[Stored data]
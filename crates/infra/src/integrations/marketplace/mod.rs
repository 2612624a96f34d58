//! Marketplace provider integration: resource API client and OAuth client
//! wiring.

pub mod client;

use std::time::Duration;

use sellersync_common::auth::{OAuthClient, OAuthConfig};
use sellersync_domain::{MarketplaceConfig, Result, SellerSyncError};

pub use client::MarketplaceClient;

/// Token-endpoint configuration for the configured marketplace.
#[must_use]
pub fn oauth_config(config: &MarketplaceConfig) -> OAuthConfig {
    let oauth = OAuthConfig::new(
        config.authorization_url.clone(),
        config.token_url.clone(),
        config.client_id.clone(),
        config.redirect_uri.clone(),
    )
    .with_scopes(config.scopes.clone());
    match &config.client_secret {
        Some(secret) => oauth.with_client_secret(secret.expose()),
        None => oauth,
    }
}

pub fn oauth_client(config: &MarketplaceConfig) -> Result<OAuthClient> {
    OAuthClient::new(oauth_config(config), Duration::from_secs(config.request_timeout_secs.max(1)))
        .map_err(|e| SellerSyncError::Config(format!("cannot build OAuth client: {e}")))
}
---
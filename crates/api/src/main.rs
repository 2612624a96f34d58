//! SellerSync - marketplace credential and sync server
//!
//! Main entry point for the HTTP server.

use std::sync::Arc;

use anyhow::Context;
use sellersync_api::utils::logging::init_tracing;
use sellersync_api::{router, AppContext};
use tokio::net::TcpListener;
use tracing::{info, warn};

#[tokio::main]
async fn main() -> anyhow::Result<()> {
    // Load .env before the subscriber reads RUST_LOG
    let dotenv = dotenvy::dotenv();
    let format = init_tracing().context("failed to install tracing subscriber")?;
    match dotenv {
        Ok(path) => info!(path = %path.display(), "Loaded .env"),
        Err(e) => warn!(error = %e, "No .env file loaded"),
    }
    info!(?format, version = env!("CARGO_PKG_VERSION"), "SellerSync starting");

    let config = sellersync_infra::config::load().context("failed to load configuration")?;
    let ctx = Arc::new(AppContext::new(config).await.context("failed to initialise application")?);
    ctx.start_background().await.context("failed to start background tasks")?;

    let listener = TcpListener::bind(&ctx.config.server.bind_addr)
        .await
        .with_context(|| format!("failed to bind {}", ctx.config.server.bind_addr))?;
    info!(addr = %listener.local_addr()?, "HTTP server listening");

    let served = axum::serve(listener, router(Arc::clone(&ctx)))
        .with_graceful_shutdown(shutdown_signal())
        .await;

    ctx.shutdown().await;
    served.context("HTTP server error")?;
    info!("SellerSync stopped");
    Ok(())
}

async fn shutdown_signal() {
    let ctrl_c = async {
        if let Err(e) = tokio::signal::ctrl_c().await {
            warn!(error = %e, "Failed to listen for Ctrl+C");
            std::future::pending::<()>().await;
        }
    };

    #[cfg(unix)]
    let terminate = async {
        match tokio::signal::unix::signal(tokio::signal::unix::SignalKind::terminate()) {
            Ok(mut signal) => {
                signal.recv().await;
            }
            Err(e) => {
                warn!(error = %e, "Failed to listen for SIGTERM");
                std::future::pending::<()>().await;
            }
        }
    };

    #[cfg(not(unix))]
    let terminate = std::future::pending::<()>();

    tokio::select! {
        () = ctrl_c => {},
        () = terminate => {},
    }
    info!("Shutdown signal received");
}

[Exercise directions]
All the lines that hold the word "OAuthClient" must appear in the answer, copied from the records.

[Answer space]
use sellersync_common::auth::{OAuthClient, OAuthConfig};
pub fn oauth_client(config: &MarketplaceConfig) -> Result<OAuthClient> {
    OAuthClient::new(oauth_config(config), Duration::from_secs(config.request_timeout_secs.max(1)))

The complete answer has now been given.